Description zhou ying 2019-08-21 08:14:57 UTC

Description of problem:
Failed test: https://prow.k8s.io/view/gcs/origin-ci-test/logs/canary-openshift-ocp-installer-e2e-gcp-serial-4.2/24


Failed error: 
fail [k8s.io/kubernetes/test/e2e/e2e.go:104]: Unexpected error:
    <*url.Error | 0xc003334300>: {
        Op: "Get",
        URL: "https://api.ci-op-x3fpxir9-03113.origin-ci-int-gce.dev.openshift.com:6443/api/v1/nodes?fieldSelector=spec.unschedulable%3Dfalse&resourceVersion=0",
        Err: {
            Op: "dial",
            Net: "tcp",
            Source: nil,
            Addr: nil,
            Err: {
                Err: "no such host",
                Name: "api.ci-op-x3fpxir9-03113.origin-ci-int-gce.dev.openshift.com",
                Server: "10.142.15.249:53",
                IsTimeout: false,
                IsTemporary: false,
            },
        },
    }
    Get https://api.ci-op-x3fpxir9-03113.origin-ci-int-gce.dev.openshift.com:6443/api/v1/nodes?fieldSelector=spec.unschedulable%3Dfalse&resourceVersion=0: dial tcp: lookup api.ci-op-x3fpxir9-03113.origin-ci-int-gce.dev.openshift.com on 10.142.15.249:53: no such host
occurred

Aug 20 10:32:03.010 E kube-apiserver Kube API is not responding to GET requests
Aug 20 10:32:03.010 E openshift-apiserver OpenShift API is not responding to GET requests

Version-Release number of selected component (if applicable):
redhat-openshift-release-informing#redhat-canary-openshift-ocp-installer-e2e-gcp-serial-4.2

How reproducible:
always

Comment 1 Dan Mace 2019-08-21 13:16:44 UTC

Looks like something related to the DNS record for the API server, which is part of the installer.
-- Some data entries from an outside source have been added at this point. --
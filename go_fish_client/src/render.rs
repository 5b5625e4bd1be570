use anyhow::{Context, Result};
use crossterm::style::Stylize;
use go_fish_core::{Card, GameEvent, GameState, GameView, PlayerId};
use serde::Serialize;
use std::io::{self, Stderr, Stdout, Write};

/// Writes what happens at the table, as text or as JSON lines.
///
/// In JSON mode `out` carries nothing but JSON lines; prompts and messages
/// meant for the person at the keyboard go to `err` instead.
pub struct Renderer<O = Stdout, E = Stderr> {
    json: bool,
    out: O,
    err: E,
}

impl Renderer {
    pub fn new(json: bool) -> Self {
        Renderer::with_writers(json, io::stdout(), io::stderr())
    }
}

impl<O: Write, E: Write> Renderer<O, E> {
    pub fn with_writers(json: bool, out: O, err: E) -> Self {
        Renderer { json, out, err }
    }

    pub fn events(&mut self, game: &GameState, events: &[GameEvent]) -> Result<()> {
        for event in events {
            if self.json {
                self.print_json(event)?;
            } else {
                writeln!(self.out, "{}", describe(game, event))?;
            }
        }
        Ok(())
    }

    /// Hand and books of a human seat. JSON mode prints that seat's `GameView`.
    pub fn hand(&mut self, game: &GameState, player: PlayerId) -> Result<()> {
        if self.json {
            return self.print_json(&game.for_player(player));
        }
        if let Some(p) = game.player(player) {
            let books = p.books().iter().map(|r| r.to_string()).collect::<Vec<_>>().join(", ");
            writeln!(self.out, "Your hand:  {}", format_hand(p.hand()))?;
            writeln!(self.out, "Your books: {}", books)?;
        }
        Ok(())
    }

    pub fn view(&mut self, view: &GameView) -> Result<()> {
        if self.json {
            return self.print_json(view);
        }
        writeln!(self.out, "Deck: {} card(s) left", view.deck_remaining)?;
        for (seat, p) in view.players.iter().enumerate() {
            let marker = if p.id == view.current_player { "*" } else { " " };
            let books = p.books.iter().map(|r| r.to_string()).collect::<Vec<_>>().join(" ");
            writeln!(
                self.out,
                "{marker} {}. {:<12} {:>2} card(s)  books: [{}]",
                seat + 1,
                p.name,
                p.hand_size,
                books
            )?;
        }
        Ok(())
    }

    /// Table chatter; dropped in JSON mode.
    pub fn note(&mut self, message: &str) -> Result<()> {
        if !self.json {
            writeln!(self.out, "{message}")?;
        }
        Ok(())
    }

    /// Help and error text for the human. Always shown, on stderr in JSON mode.
    pub fn message(&mut self, message: &str) -> Result<()> {
        if self.json {
            writeln!(self.err, "{message}")?;
        } else {
            writeln!(self.out, "{message}")?;
        }
        Ok(())
    }

    /// Input prompt without a trailing newline, flushed.
    pub fn prompt(&mut self, prompt: &str) -> Result<()> {
        if self.json {
            write!(self.err, "{prompt}")?;
            self.err.flush().context("flushing the prompt")?;
        } else {
            write!(self.out, "{prompt}")?;
            self.out.flush().context("flushing the prompt")?;
        }
        Ok(())
    }

    fn print_json<T: Serialize>(&mut self, value: &T) -> Result<()> {
        let line = serde_json::to_string(value).context("serializing game output to JSON")?;
        writeln!(self.out, "{line}")?;
        Ok(())
    }
}

fn name(game: &GameState, id: PlayerId) -> &str {
    game.player(id).map_or("unknown player", |p| p.name())
}

fn format_hand(hand: &[Card]) -> String {
    if hand.is_empty() {
        return "(empty)".to_string();
    }
    hand.iter()
        .map(|card| {
            let short = card.short();
            if card.suit.is_red() {
                short.red().to_string()
            } else {
                short.bold().to_string()
            }
        })
        .collect::<Vec<_>>()
        .join(" ")
}

/// One line of table talk for an event.
pub fn describe(game: &GameState, event: &GameEvent) -> String {
    match event {
        GameEvent::CardsGiven { from, to, rank, count } => format!(
            "{} asked {} for {}(s) and received {} card(s).",
            name(game, *to),
            name(game, *from),
            rank,
            count
        ),
        GameEvent::GoFish { player, asked, rank, drawn } => {
            let who = name(game, *player);
            let asked = name(game, *asked);
            let human = game.player(*player).is_some_and(|p| p.is_human());
            match drawn {
                Some(card) if human => {
                    format!("{asked} has no {rank}s. Go Fish! You drew the {card}.")
                }
                Some(_) => format!("{who} asked {asked} for {rank}s. Go Fish! {who} went fishing."),
                None => format!("{who} asked {asked} for {rank}s. Go Fish! The deck is empty."),
            }
        }
        GameEvent::BookCompleted { player, rank } => {
            format!("{} completed a book of {}s!", name(game, *player), rank)
        }
        GameEvent::TurnPassed { player } => format!("--- {}'s turn ---", name(game, *player)),
        GameEvent::GameOver { winner, books } => {
            format!("Game Over! {} wins with {} books!", name(game, *winner), books)
        }
    }
}

#[cfg(test)]
mod tests {
    use super::*;
    use go_fish_core::{Rank, Suit};
    use rand::SeedableRng;
    use rand::rngs::StdRng;
    use crate::input::HELP;

    fn table() -> GameState {
        GameState::new([("You", true), ("Bot", false)], &mut StdRng::seed_from_u64(4)).unwrap()
    }

    #[test]
    fn test_describe_events() {
        let game = table();
        let (you, bot) = (game.players()[0].id(), game.players()[1].id());

        assert_eq!(
            describe(&game, &GameEvent::CardsGiven { from: bot, to: you, rank: Rank::Seven, count: 2 }),
            "You asked Bot for 7(s) and received 2 card(s)."
        );
        assert_eq!(
            describe(
                &game,
                &GameEvent::GoFish {
                    player: you,
                    asked: bot,
                    rank: Rank::Jack,
                    drawn: Some(Card::new(Rank::Two, Suit::Clubs)),
                }
            ),
            "Bot has no Js. Go Fish! You drew the 2 of Clubs."
        );
        assert_eq!(
            describe(&game, &GameEvent::GoFish { player: bot, asked: you, rank: Rank::Ace, drawn: None }),
            "Bot asked You for As. Go Fish! The deck is empty."
        );
        assert_eq!(
            describe(&game, &GameEvent::GameOver { winner: bot, books: 3 }),
            "Game Over! Bot wins with 3 books!"
        );
        assert_eq!(describe(&game, &GameEvent::TurnPassed { player: bot }), "--- Bot's turn ---");
    }

    #[test]
    fn test_format_hand_lists_every_card() {
        assert_eq!(format_hand(&[]), "(empty)");
        let hand = [Card::new(Rank::Ten, Suit::Hearts), Card::new(Rank::King, Suit::Spades)];
        let text = format_hand(&hand);
        assert!(text.contains("10♥"));
        assert!(text.contains("K♠"));
    }

    type Captured = Renderer<Vec<u8>, Vec<u8>>;

    fn captured(json: bool) -> Captured {
        Renderer::with_writers(json, Vec::new(), Vec::new())
    }

    fn lines(bytes: &[u8]) -> Vec<String> {
        String::from_utf8(bytes.to_vec()).unwrap().lines().map(str::to_string).collect()
    }

    #[test]
    fn test_json_mode_keeps_stdout_machine_readable() {
        let mut game = table();
        let you = game.players()[0].id();
        let bot = game.players()[1].id();
        let mut r = captured(true);

        r.note("--- Go Fish ---").unwrap();
        r.hand(&game, you).unwrap();
        r.prompt("You, ask for a card rank: ").unwrap();
        r.message(HELP).unwrap();
        r.message("there is no seat 9").unwrap();
        let events = game.ask(you, bot, Rank::Ace).unwrap();
        r.events(&game, &events).unwrap();

        let out = lines(&r.out);
        assert_eq!(out.len(), 1 + events.len());
        for line in &out {
            serde_json::from_str::<serde_json::Value>(line).unwrap();
        }

        let err = String::from_utf8(r.err.clone()).unwrap();
        assert!(err.starts_with("You, ask for a card rank: "));
        assert!(err.contains(HELP));
        assert!(err.contains("there is no seat 9"));
    }

    #[test]
    fn test_json_hand_is_the_viewers_view() {
        let game = table();
        let you = game.players()[0].id();
        let mut r = captured(true);
        r.hand(&game, you).unwrap();

        let view: GameView = serde_json::from_str(&lines(&r.out)[0]).unwrap();
        assert_eq!(view, game.for_player(you));
        assert_eq!(view.players[0].hand.as_deref(), Some(game.players()[0].hand()));
        assert_eq!(view.players[1].hand, None);
    }

    #[test]
    fn test_text_mode_writes_everything_to_stdout() {
        let game = table();
        let you = game.players()[0].id();
        let mut r = captured(false);

        r.prompt("You, ask for a card rank: ").unwrap();
        r.message("there is no seat 9").unwrap();
        r.note("Leaving the table.").unwrap();
        r.hand(&game, you).unwrap();

        assert!(r.err.is_empty());
        let out = String::from_utf8(r.out.clone()).unwrap();
        assert!(out.starts_with("You, ask for a card rank: there is no seat 9\n"));
        assert!(out.contains("Leaving the table."));
        assert!(out.contains("Your hand:"));
    }
}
The DNS component is for cluster DNS bugs (e.g. CoreDNS). Routing would be appropriate for DNS issues related to routes.

Hope that helps clarify. I reassigned this to the Installer component. Let me know if that was a mistake!

Comment 2 Abhinav Dahiya 2019-08-21 23:26:09 UTC

```
E0820 10:28:31.227539     244 reflector.go:126] github.com/openshift/origin/pkg/monitor/operator.go:126: Failed to list *v1.ClusterOperator: Get https://api.ci-op-x3fpxir9-03113.origin-ci-int-gce.dev.openshift.com:6443/apis/config.openshift.io/v1/clusteroperators?limit=500&resourceVersion=0: dial tcp: lookup api.ci-op-x3fpxir9-03113.origin-ci-int-gce.dev.openshift.com on 10.142.15.249:53: no such host
```

The IP `10.142.15.249:53` that is being requested for DNS

> https://github.com/openshift/installer/blob/63bb767efaafde1b0daf9638b7f0889af97cff8f/pkg/types/defaults/installconfig.go#L17-L19

the cluster network (pod cidr) is 10.128.0.0/14 (First IP 10.128.0.0 Last IP 10.131.255.255)
the machine network (machine cidr) is 10.0.0./16 (First IP 10.0.0.0 Last IP 10.0.255.255)

So this IP doesn't belong to the virtual network or the pod network of the cluster. That means that request was made from a the `test` pod of CI run.. Now the either the DNS failed in the ci-cluster or the GCP had a hiccup.. this doesn't seem like installer's problem.

on another run:

see DNS working but failing to connect to api https://prow.k8s.io/view/gcs/origin-ci-test/logs/canary-openshift-ocp-installer-e2e-gcp-serial-4.2/26#0:build-log.txt%3A71035
and then the DNS not resolving at all few seconds later https://prow.k8s.io/view/gcs/origin-ci-test/logs/canary-openshift-ocp-installer-e2e-gcp-serial-4.2/26#0:build-log.txt%3A71042

Comment 4 Abhinav Dahiya 2019-08-26 17:55:57 UTC

e2e-gcp-serial is running tests that are failing, since the serial suite is run one at a time, this causes the test to timeout and therefore the `no such host` errors happen towrds the end of the run as the CI cluster is being torn down.. 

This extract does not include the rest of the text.